[The problem] From the entries that follow, gather each line holding the word "true".

[Material for this task]
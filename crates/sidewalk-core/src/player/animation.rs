//! Sprite-sheet state and frame selection. Presentation only: nothing here
//! feeds back into movement.

/// Which sheet the renderer should draw from.
#[derive(Debug, Clone, Copy, PartialEq, Eq, Default)]
#[repr(u32)]
pub enum AnimationState {
    #[default]
    Idle = 0,
    Running = 1,
    Jumping = 2,
    Dashing = 3,
    Flipping = 4,
    Shooting = 5,
    ShootingFlip = 6,
}

/// Gun handling phase: draw (frames 0-2) then a looping fire cycle (3-7).
#[derive(Debug, Clone, Copy, PartialEq, Eq, Default)]
pub enum ShootPhase {
    #[default]
    Holstered,
    Draw,
    Fire,
}

/// Frames in the run cycle and flip sheet.
pub const SHEET_FRAMES: u32 = 8;
/// Seconds per run-cycle frame.
pub const RUN_FRAME_TIME: f64 = 0.1;
/// Horizontal speed above which the player counts as running.
pub const RUN_SPEED_THRESHOLD: f64 = 10.0;
/// Frames in one fire loop.
pub const FIRE_LOOP_FRAMES: u32 = 5;

/// Pose flags that decide the animation, highest priority first.
#[derive(Debug, Clone, Copy, Default)]
pub struct Pose {
    pub shooting: bool,
    pub flipping: bool,
    pub dashing: bool,
    pub on_ground: bool,
    pub speed_x: f64,
}

pub fn select_state(pose: &Pose) -> AnimationState {
    if pose.shooting && pose.flipping {
        AnimationState::ShootingFlip
    } else if pose.shooting {
        AnimationState::Shooting
    } else if pose.flipping {
        AnimationState::Flipping
    } else if pose.dashing {
        AnimationState::Dashing
    } else if !pose.on_ground {
        AnimationState::Jumping
    } else if pose.speed_x.abs() > RUN_SPEED_THRESHOLD {
        AnimationState::Running
    } else {
        AnimationState::Idle
    }
}

/// Frame `0..frames` for a progress value in [0, 1].
fn spread(progress: f64, frames: u32) -> u32 {
    let p = progress.clamp(0.0, 1.0);
    ((p * (frames as f64 - 0.01)).floor() as u32).min(frames - 1)
}

pub fn flip_frame(progress: f64) -> u32 {
    spread(progress, SHEET_FRAMES)
}

pub fn draw_frame(progress: f64) -> u32 {
    spread(progress, 3)
}

pub fn fire_frame(progress: f64) -> u32 {
    3 + spread(progress, FIRE_LOOP_FRAMES)
}

pub fn run_frame(timer: f64) -> u32 {
    ((timer.max(0.0) / RUN_FRAME_TIME).floor() as u64 % SHEET_FRAMES as u64) as u32
}

#[cfg(test)]
mod tests {
    use super::*;

    #[test]
    fn priority_order() {
        let mut pose = Pose {
            shooting: true,
            flipping: true,
            dashing: true,
            on_ground: false,
            speed_x: 300.0,
        };
        assert_eq!(select_state(&pose), AnimationState::ShootingFlip);
        pose.flipping = false;
        assert_eq!(select_state(&pose), AnimationState::Shooting);
        pose.shooting = false;
        assert_eq!(select_state(&pose), AnimationState::Dashing);
        pose.dashing = false;
        assert_eq!(select_state(&pose), AnimationState::Jumping);
        pose.on_ground = true;
        assert_eq!(select_state(&pose), AnimationState::Running);
        pose.speed_x = 5.0;
        assert_eq!(select_state(&pose), AnimationState::Idle);
    }

    #[test]
    fn frame_ranges() {
        assert_eq!(flip_frame(0.0), 0);
        assert_eq!(flip_frame(1.0), 7);
        assert_eq!(draw_frame(1.0), 2);
        assert_eq!(fire_frame(0.0), 3);
        assert_eq!(fire_frame(1.0), 7);
        assert_eq!(fire_frame(-3.0), 3);
    }

    #[test]
    fn run_cycle_wraps() {
        assert_eq!(run_frame(0.05), 0);
        assert_eq!(run_frame(0.25), 2);
        assert_eq!(run_frame(0.85), 0);
    }
}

[Task solution]
            shooting: true,
            flipping: true,
            dashing: true,
        pose.on_ground = true;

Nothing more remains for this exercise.